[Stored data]
******************************

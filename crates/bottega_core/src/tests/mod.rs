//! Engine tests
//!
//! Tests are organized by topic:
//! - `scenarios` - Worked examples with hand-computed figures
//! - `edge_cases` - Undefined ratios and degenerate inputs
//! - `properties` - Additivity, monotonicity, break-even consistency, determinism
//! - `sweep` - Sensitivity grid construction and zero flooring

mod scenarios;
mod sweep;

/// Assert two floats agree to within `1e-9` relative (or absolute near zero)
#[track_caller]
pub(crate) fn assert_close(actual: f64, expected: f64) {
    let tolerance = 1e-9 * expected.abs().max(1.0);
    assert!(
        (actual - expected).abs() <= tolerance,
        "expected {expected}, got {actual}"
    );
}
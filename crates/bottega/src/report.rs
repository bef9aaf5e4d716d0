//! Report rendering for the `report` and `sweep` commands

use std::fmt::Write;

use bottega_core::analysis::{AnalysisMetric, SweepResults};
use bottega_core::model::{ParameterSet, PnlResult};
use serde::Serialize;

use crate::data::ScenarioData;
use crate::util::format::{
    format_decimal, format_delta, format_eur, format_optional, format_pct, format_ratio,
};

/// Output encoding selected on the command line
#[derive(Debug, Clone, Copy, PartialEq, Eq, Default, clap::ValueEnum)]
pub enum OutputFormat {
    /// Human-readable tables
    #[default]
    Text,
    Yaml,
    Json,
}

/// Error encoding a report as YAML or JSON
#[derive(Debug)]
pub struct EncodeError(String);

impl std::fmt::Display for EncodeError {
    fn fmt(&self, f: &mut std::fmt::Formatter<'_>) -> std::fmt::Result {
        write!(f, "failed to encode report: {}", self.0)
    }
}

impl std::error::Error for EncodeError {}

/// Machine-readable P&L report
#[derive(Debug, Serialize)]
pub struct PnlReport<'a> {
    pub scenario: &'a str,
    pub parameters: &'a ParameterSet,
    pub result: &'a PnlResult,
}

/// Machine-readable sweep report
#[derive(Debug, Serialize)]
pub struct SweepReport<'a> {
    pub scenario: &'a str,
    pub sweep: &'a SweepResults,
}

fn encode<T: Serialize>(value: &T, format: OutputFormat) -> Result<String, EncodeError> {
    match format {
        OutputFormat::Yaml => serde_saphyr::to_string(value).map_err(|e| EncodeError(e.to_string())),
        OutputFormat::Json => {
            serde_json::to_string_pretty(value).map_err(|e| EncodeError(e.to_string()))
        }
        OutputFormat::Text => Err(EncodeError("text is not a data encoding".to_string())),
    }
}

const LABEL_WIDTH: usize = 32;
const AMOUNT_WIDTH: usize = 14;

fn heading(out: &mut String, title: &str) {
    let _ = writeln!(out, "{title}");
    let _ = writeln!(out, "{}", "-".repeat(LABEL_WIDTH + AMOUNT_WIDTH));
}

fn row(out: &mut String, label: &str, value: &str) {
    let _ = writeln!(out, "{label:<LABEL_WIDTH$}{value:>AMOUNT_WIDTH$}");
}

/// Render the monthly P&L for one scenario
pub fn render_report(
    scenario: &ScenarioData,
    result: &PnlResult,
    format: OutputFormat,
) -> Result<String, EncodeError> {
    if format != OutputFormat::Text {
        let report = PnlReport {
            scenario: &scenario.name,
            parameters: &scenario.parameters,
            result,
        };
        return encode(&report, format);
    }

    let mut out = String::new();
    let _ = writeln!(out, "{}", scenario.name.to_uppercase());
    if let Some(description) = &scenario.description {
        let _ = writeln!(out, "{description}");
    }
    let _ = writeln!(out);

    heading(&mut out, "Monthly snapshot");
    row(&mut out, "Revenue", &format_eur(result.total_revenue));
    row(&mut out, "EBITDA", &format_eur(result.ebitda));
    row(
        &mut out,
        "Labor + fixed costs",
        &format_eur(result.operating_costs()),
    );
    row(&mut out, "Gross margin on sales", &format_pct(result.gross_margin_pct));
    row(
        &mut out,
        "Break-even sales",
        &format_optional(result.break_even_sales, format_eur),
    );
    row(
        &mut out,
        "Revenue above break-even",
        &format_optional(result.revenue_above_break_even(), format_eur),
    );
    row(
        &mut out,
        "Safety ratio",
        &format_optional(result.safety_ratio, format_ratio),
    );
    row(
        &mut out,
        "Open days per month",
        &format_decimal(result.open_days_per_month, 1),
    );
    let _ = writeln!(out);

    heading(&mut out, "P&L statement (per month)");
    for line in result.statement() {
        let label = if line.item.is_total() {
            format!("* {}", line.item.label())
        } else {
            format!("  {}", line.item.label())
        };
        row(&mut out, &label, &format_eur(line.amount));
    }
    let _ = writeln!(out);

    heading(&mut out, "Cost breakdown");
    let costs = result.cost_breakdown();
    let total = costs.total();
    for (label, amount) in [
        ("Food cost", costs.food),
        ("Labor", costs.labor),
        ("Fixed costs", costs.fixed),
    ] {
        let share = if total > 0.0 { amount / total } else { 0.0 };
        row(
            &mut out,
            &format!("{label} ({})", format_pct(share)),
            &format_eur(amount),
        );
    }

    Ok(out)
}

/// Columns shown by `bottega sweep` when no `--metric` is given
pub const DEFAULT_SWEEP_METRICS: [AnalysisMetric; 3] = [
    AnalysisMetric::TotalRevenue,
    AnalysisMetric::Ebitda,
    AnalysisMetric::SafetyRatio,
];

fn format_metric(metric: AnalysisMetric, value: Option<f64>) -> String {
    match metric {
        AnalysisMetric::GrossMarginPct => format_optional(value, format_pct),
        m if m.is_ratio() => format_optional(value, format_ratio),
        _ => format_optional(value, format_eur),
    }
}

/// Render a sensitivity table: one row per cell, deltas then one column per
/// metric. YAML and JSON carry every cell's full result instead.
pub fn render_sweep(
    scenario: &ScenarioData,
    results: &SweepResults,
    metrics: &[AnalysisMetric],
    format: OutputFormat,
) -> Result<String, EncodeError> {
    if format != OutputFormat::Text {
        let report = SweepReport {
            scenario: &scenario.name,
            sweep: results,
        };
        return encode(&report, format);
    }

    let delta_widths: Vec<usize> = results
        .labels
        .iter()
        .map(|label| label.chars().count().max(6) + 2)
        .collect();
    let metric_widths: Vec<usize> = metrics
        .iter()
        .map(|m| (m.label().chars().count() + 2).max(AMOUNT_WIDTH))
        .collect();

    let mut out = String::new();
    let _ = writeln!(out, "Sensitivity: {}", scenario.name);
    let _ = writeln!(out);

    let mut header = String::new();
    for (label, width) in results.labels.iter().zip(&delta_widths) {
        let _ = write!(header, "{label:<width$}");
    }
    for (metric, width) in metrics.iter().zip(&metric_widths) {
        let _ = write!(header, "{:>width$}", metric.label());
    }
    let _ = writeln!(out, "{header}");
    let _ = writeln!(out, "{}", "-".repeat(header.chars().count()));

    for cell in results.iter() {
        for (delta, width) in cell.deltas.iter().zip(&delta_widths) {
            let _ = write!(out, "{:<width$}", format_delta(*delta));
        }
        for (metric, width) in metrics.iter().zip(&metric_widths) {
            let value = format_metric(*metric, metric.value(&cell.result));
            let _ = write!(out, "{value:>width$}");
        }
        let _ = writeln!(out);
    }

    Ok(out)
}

******************************

ACTIVITY:
Would you transcribe the records above exactly, leaving nothing out?

SOLUTION FOR THIS TASK:
filename crates/bottega_core/src/tests/mod.rs
//! Engine tests
//!
//! Tests are organized by topic:
//! - `scenarios` - Worked examples with hand-computed figures
//! - `edge_cases` - Undefined ratios and degenerate inputs
//! - `properties` - Additivity, monotonicity, break-even consistency, determinism
//! - `sweep` - Sensitivity grid construction and zero flooring

mod scenarios;
mod sweep;

/// Assert two floats agree to within `1e-9` relative (or absolute near zero)
#[track_caller]
pub(crate) fn assert_close(actual: f64, expected: f64) {
    let tolerance = 1e-9 * expected.abs().max(1.0);
    assert!(
        (actual - expected).abs() <= tolerance,
        "expected {expected}, got {actual}"
    );
}
filename crates/bottega/src/report.rs
repository bef9aaf5e4d716d0
//! Report rendering for the `report` and `sweep` commands

use std::fmt::Write;

use bottega_core::analysis::{AnalysisMetric, SweepResults};
use bottega_core::model::{ParameterSet, PnlResult};
use serde::Serialize;

use crate::data::ScenarioData;
use crate::util::format::{
    format_decimal, format_delta, format_eur, format_optional, format_pct, format_ratio,
};

/// Output encoding selected on the command line
#[derive(Debug, Clone, Copy, PartialEq, Eq, Default, clap::ValueEnum)]
pub enum OutputFormat {
    /// Human-readable tables
    #[default]
    Text,
    Yaml,
    Json,
}

/// Error encoding a report as YAML or JSON
#[derive(Debug)]
pub struct EncodeError(String);

impl std::fmt::Display for EncodeError {
    fn fmt(&self, f: &mut std::fmt::Formatter<'_>) -> std::fmt::Result {
        write!(f, "failed to encode report: {}", self.0)
    }
}

impl std::error::Error for EncodeError {}

/// Machine-readable P&L report
#[derive(Debug, Serialize)]
pub struct PnlReport<'a> {
    pub scenario: &'a str,
    pub parameters: &'a ParameterSet,
    pub result: &'a PnlResult,
}

/// Machine-readable sweep report
#[derive(Debug, Serialize)]
pub struct SweepReport<'a> {
    pub scenario: &'a str,
    pub sweep: &'a SweepResults,
}

fn encode<T: Serialize>(value: &T, format: OutputFormat) -> Result<String, EncodeError> {
    match format {
        OutputFormat::Yaml => serde_saphyr::to_string(value).map_err(|e| EncodeError(e.to_string())),
        OutputFormat::Json => {
            serde_json::to_string_pretty(value).map_err(|e| EncodeError(e.to_string()))
        }
        OutputFormat::Text => Err(EncodeError("text is not a data encoding".to_string())),
    }
}

const LABEL_WIDTH: usize = 32;
const AMOUNT_WIDTH: usize = 14;

fn heading(out: &mut String, title: &str) {
    let _ = writeln!(out, "{title}");
    let _ = writeln!(out, "{}", "-".repeat(LABEL_WIDTH + AMOUNT_WIDTH));
}

fn row(out: &mut String, label: &str, value: &str) {
    let _ = writeln!(out, "{label:<LABEL_WIDTH$}{value:>AMOUNT_WIDTH$}");
}

/// Render the monthly P&L for one scenario
pub fn render_report(
    scenario: &ScenarioData,
    result: &PnlResult,
    format: OutputFormat,
) -> Result<String, EncodeError> {
    if format != OutputFormat::Text {
        let report = PnlReport {
            scenario: &scenario.name,
            parameters: &scenario.parameters,
            result,
        };
        return encode(&report, format);
    }

    let mut out = String::new();
    let _ = writeln!(out, "{}", scenario.name.to_uppercase());
    if let Some(description) = &scenario.description {
        let _ = writeln!(out, "{description}");
    }
    let _ = writeln!(out);

    heading(&mut out, "Monthly snapshot");
    row(&mut out, "Revenue", &format_eur(result.total_revenue));
    row(&mut out, "EBITDA", &format_eur(result.ebitda));
    row(
        &mut out,
        "Labor + fixed costs",
        &format_eur(result.operating_costs()),
    );
    row(&mut out, "Gross margin on sales", &format_pct(result.gross_margin_pct));
    row(
        &mut out,
        "Break-even sales",
        &format_optional(result.break_even_sales, format_eur),
    );
    row(
        &mut out,
        "Revenue above break-even",
        &format_optional(result.revenue_above_break_even(), format_eur),
    );
    row(
        &mut out,
        "Safety ratio",
        &format_optional(result.safety_ratio, format_ratio),
    );
    row(
        &mut out,
        "Open days per month",
        &format_decimal(result.open_days_per_month, 1),
    );
    let _ = writeln!(out);

    heading(&mut out, "P&L statement (per month)");
    for line in result.statement() {
        let label = if line.item.is_total() {
            format!("* {}", line.item.label())
        } else {
            format!("  {}", line.item.label())
        };
        row(&mut out, &label, &format_eur(line.amount));
    }
    let _ = writeln!(out);

    heading(&mut out, "Cost breakdown");
    let costs = result.cost_breakdown();
    let total = costs.total();
    for (label, amount) in [
        ("Food cost", costs.food),
        ("Labor", costs.labor),
        ("Fixed costs", costs.fixed),
    ] {
        let share = if total > 0.0 { amount / total } else { 0.0 };
        row(
            &mut out,
            &format!("{label} ({})", format_pct(share)),
            &format_eur(amount),
        );
    }

    Ok(out)
}

/// Columns shown by `bottega sweep` when no `--metric` is given
pub const DEFAULT_SWEEP_METRICS: [AnalysisMetric; 3] = [
    AnalysisMetric::TotalRevenue,
    AnalysisMetric::Ebitda,
    AnalysisMetric::SafetyRatio,
];

fn format_metric(metric: AnalysisMetric, value: Option<f64>) -> String {
    match metric {
        AnalysisMetric::GrossMarginPct => format_optional(value, format_pct),
        m if m.is_ratio() => format_optional(value, format_ratio),
        _ => format_optional(value, format_eur),
    }
}

/// Render a sensitivity table: one row per cell, deltas then one column per
/// metric. YAML and JSON carry every cell's full result instead.
pub fn render_sweep(
    scenario: &ScenarioData,
    results: &SweepResults,
    metrics: &[AnalysisMetric],
    format: OutputFormat,
) -> Result<String, EncodeError> {
    if format != OutputFormat::Text {
        let report = SweepReport {
            scenario: &scenario.name,
            sweep: results,
        };
        return encode(&report, format);
    }

    let delta_widths: Vec<usize> = results
        .labels
        .iter()
        .map(|label| label.chars().count().max(6) + 2)
        .collect();
    let metric_widths: Vec<usize> = metrics
        .iter()
        .map(|m| (m.label().chars().count() + 2).max(AMOUNT_WIDTH))
        .collect();

    let mut out = String::new();
    let _ = writeln!(out, "Sensitivity: {}", scenario.name);
    let _ = writeln!(out);

    let mut header = String::new();
    for (label, width) in results.labels.iter().zip(&delta_widths) {
        let _ = write!(header, "{label:<width$}");
    }
    for (metric, width) in metrics.iter().zip(&metric_widths) {
        let _ = write!(header, "{:>width$}", metric.label());
    }
    let _ = writeln!(out, "{header}");
    let _ = writeln!(out, "{}", "-".repeat(header.chars().count()));

    for cell in results.iter() {
        for (delta, width) in cell.deltas.iter().zip(&delta_widths) {
            let _ = write!(out, "{:<width$}", format_delta(*delta));
        }
        for (metric, width) in metrics.iter().zip(&metric_widths) {
            let value = format_metric(*metric, metric.value(&cell.result));
            let _ = write!(out, "{value:>width$}");
        }
        let _ = writeln!(out);
    }

    Ok(out)
}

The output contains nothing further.